The unthinkable has happened. I was positively stunned and my mother can attest to this. Perhaps I should start at the beginning.
Feeling dizzy and generally unamused, I could not muster the will to move back to the study after dinner. So I ended up watching another episode of Lie to me. I have come to the conclusion I really enjoy it. For those who don't know, the show centers around Dr. Cal Lightman (Tim Roth) and his colleagues at The Lightman Group, an organisation that assists investigations by using applied psychology (interpreting micro-expressions and body language.) Part of the appeal is Cal being one of those characters that's quite obsessive and has very little people skills. He reminds me a bit of House, except not as...House-like? I'm glad I'm making this clear.
Team Lying Is Futile
It's a very new show, having only started January this year, and the second season started screening in the US at the end of September, so it has the advantage of being quite topical. The title sequence tonight had a flash of the Roman Polanski black and white doing the rounds everywhere atm. That's sort of a trademark of the show I suppose, like the Numb3rs grid or the NCIS black and white freeze-frames. They have these flashes of images from real situations pertinent to the case or behavioural trait being examines. Anyway, one of the story lines of tonight's episode was concerned with statutory rape in the case of an underage girl attending a college frat party, sleeping with one of the football players, filming it, followed by her father having the guy arrested. This is really only pertinent to the moment where I flailed like the pathetic loser I am because the state prosecutor pursuing her case happened to be none other than sci-fi bad boy extraordinaire James Marsters.

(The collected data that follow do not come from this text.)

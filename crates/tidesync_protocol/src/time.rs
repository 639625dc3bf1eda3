//! Wall-clock timestamps that survive a process restart.

use serde::{Deserialize, Serialize};
use std::fmt;
use std::time::{Duration, SystemTime, UNIX_EPOCH};

/// Milliseconds since the Unix epoch.
///
/// Due times are persisted in this form so that a scheduled retry keeps
/// its meaning across suspension and restarts.
#[derive(
    Debug, Clone, Copy, Default, PartialEq, Eq, PartialOrd, Ord, Hash, Serialize, Deserialize,
)]
pub struct Timestamp(u64);

impl Timestamp {
    /// The epoch itself.
    pub const ZERO: Timestamp = Timestamp(0);

    /// Creates a timestamp from epoch milliseconds.
    pub const fn from_millis(millis: u64) -> Self {
        Self(millis)
    }

    /// Returns the current wall-clock time.
    pub fn now() -> Self {
        let millis = SystemTime::now()
            .duration_since(UNIX_EPOCH)
            .unwrap_or_default()
            .as_millis();
        Self(u64::try_from(millis).unwrap_or(u64::MAX))
    }

    /// Returns epoch milliseconds.
    pub const fn as_millis(self) -> u64 {
        self.0
    }

    /// Returns this timestamp shifted forward, saturating at the maximum.
    #[must_use]
    pub fn saturating_add(self, delay: Duration) -> Self {
        let millis = u64::try_from(delay.as_millis()).unwrap_or(u64::MAX);
        Self(self.0.saturating_add(millis))
    }

    /// Returns the time elapsed from `earlier` to `self`, or zero.
    pub fn saturating_duration_since(self, earlier: Timestamp) -> Duration {
        Duration::from_millis(self.0.saturating_sub(earlier.0))
    }
}

impl fmt::Display for Timestamp {
    fn fmt(&self, f: &mut fmt::Formatter<'_>) -> fmt::Result {
        write!(f, "{}ms", self.0)
    }
}
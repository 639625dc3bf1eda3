//! Conflict detection and resolution.
//!
//! Resolvers reason only over the two snapshots already held locally;
//! they never touch the network, which keeps them deterministic.

use crate::outbox::OperationKind;
use crate::record::RecordId;
use crate::time::Timestamp;
use serde::{Deserialize, Serialize};
use std::fmt;
use std::sync::Arc;

/// Remote state of a record as reported by the server.
#[derive(Debug, Clone, PartialEq, Eq, Serialize, Deserialize)]
pub struct RemoteSnapshot {
    /// Remote payload; `None` if the record was deleted remotely.
    pub payload: Option<Vec<u8>>,
    /// Remote version.
    pub version: u64,
    /// Remote time of the last write.
    pub updated_at: Timestamp,
}

impl RemoteSnapshot {
    /// Returns true if the remote side deleted the record.
    pub fn is_deleted(&self) -> bool {
        self.payload.is_none()
    }
}

/// The local change that failed its version precondition.
#[derive(Debug, Clone, PartialEq, Eq)]
pub struct LocalPending {
    /// Pending operation kind.
    pub operation_kind: OperationKind,
    /// Pending payload.
    pub payload: Vec<u8>,
    /// Local time of the edit.
    pub updated_at: Timestamp,
    /// Version the edit was made against.
    pub base_version: u64,
}

/// A conflict between a pending local change and the remote state.
#[derive(Debug, Clone, PartialEq, Eq)]
pub struct ConflictCase {
    /// Record in conflict.
    pub record_id: RecordId,
    /// Local side.
    pub local: LocalPending,
    /// Remote side.
    pub remote: RemoteSnapshot,
}

/// Outcome of resolving a conflict.
#[derive(Debug, Clone, PartialEq, Eq)]
pub enum Resolution {
    /// Re-queue the local side against the remote version. The payload may
    /// be the local payload or a merge of both sides.
    KeepLocal {
        /// Payload to re-dispatch.
        payload: Vec<u8>,
    },
    /// The remote snapshot becomes the final state and the pending local
    /// change is discarded.
    AcceptRemote {
        /// Whether the caller must be told its optimistic change was undone.
        rollback: bool,
    },
    /// Leave the record in conflict for the application to settle later.
    Defer,
}

/// A conflict resolution strategy.
pub trait ConflictResolver: Send + Sync {
    /// Short name for logs.
    fn name(&self) -> &'static str;

    /// Decides the outcome of a conflict.
    fn resolve(&self, case: &ConflictCase) -> Resolution;
}

/// The side with the later timestamp wins; ties go to the server.
#[derive(Debug, Clone, Copy, Default)]
pub struct LastWriteWins;

impl ConflictResolver for LastWriteWins {
    fn name(&self) -> &'static str {
        "last-write-wins"
    }

    fn resolve(&self, case: &ConflictCase) -> Resolution {
        if case.local.updated_at > case.remote.updated_at {
            Resolution::KeepLocal {
                payload: case.local.payload.clone(),
            }
        } else {
            Resolution::AcceptRemote { rollback: false }
        }
    }
}

/// The local optimistic change is always undone in favour of the server.
#[derive(Debug, Clone, Copy, Default)]
pub struct OptimisticRollback;

impl ConflictResolver for OptimisticRollback {
    fn name(&self) -> &'static str {
        "optimistic-rollback"
    }

    fn resolve(&self, _case: &ConflictCase) -> Resolution {
        Resolution::AcceptRemote { rollback: true }
    }
}

/// Policy for automatic conflict resolution.
#[derive(Clone, Default)]
pub enum ConflictPolicy {
    /// Timestamp comparison, see [`LastWriteWins`].
    #[default]
    LastWriteWins,
    /// Server always wins and the caller is notified, see [`OptimisticRollback`].
    OptimisticRollback,
    /// An injected strategy.
    Custom(Arc<dyn ConflictResolver>),
}

impl ConflictPolicy {
    /// Returns the resolver implementing this policy.
    pub fn resolver(&self) -> &dyn ConflictResolver {
        match self {
            ConflictPolicy::LastWriteWins => &LastWriteWins,
            ConflictPolicy::OptimisticRollback => &OptimisticRollback,
            ConflictPolicy::Custom(resolver) => resolver.as_ref(),
        }
    }

    /// Resolves a conflict according to this policy.
    pub fn resolve(&self, case: &ConflictCase) -> Resolution {
        self.resolver().resolve(case)
    }
}

impl fmt::Debug for ConflictPolicy {
    fn fmt(&self, f: &mut fmt::Formatter<'_>) -> fmt::Result {
        match self {
            ConflictPolicy::LastWriteWins => f.write_str("LastWriteWins"),
            ConflictPolicy::OptimisticRollback => f.write_str("OptimisticRollback"),
            ConflictPolicy::Custom(resolver) => {
                f.debug_tuple("Custom").field(&resolver.name()).finish()
            }
        }
    }
}
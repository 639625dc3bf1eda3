//! # tidesync engine
//!
//! Client synchronization and resilience engine.
//!
//! This crate provides:
//! - Outbox sync worker with bounded batches and per-record exclusion
//! - Auth gate serializing token refreshes behind one barrier
//! - HTTP network client with status classification
//! - Retry scheduling with capped exponential backoff and jitter
//! - Pluggable conflict resolution (Last-Write-Wins by default)
//! - Connectivity monitor for reachability and app lifecycle
//! - Heartbeat-checked realtime channel with reconnect policy
//!
//! ## Architecture
//!
//! ```text
//! intent ──► DurableStore ──► SyncWorker ──► AuthGate ──► RemoteDataSource
//!                 ▲               │
//!                 └── outcome ◄───┘ (synced / retry / conflict / failed)
//!
//! ConnectivityMonitor ──► SyncWorker, RealtimeManager
//! ```
//!
//! Intents only touch the store. Everything that waits on the network runs
//! on two background tasks (the worker loop and the realtime manager)
//! which share nothing but the store and the connectivity state.
//!
//! ## Key Invariants
//!
//! - A local write is durable before it is acknowledged to the caller
//! - A record has at most one pending entry and one dispatch in flight
//! - Replays reuse the idempotency key, so the server applies a write once
//! - No request is sent with a token known to be expired
//! - Session expiry is announced once, not once per queued request

#![deny(unsafe_code)]
#![warn(missing_docs)]

mod auth;
mod clock;
mod codec;
mod config;
mod connectivity;
mod engine;
mod error;
mod events;
mod realtime;
mod remote;
mod retry;
mod worker;

pub mod testing;

pub use auth::{AuthGate, AuthState, SessionStatus};
pub use clock::{Clock, ManualClock, SystemClock, TokioClock};
pub use codec::OFFLOAD_THRESHOLD;
pub use config::{EngineConfig, RealtimeConfig};
pub use connectivity::{ConnectivityMonitor, ConnectivityState, Lifecycle};
pub use engine::{Intent, SyncEngine, SyncEngineBuilder};
pub use error::{SyncError, SyncResult};
pub use events::{EngineEvent, EventBus, EventLog, Observer};
pub use realtime::{ConnectionState, RealtimeConnection, RealtimeManager, RealtimeTransport};
pub use remote::{
    record_path, HttpClient, HttpRemote, HttpRequest, HttpResponse, Method, RemoteDataSource,
    AUTHORIZATION, IDEMPOTENCY_KEY, IF_MATCH, REFRESH_PATH,
};
pub use retry::RetryPolicy;
pub use worker::{CycleReport, SyncWorker};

"I look good in a suit too, you know"
It's my humble opinion that this man has to be one of the coolest guys around. He's been in virtually all of my favourite shows. Not only was he the magnificently bad-ass Spike of Buffy fame, he also put in an appearance in the shining jewel of my fandom glory as Captain John Hart, the borderline psychotic ex-partner of one Jack Harkness (there are a lot of psychotic exes in the Harkness file, but that's a whole other blog right there). Recently he even showed up in Numb3rs as an illegal arms runner. He is perhaps the only reason I may ever possibly even contemplate sitting through the Dragonball movie.
Cheekbones!
Seriously, where do I apply for a transfer to the 51st Century?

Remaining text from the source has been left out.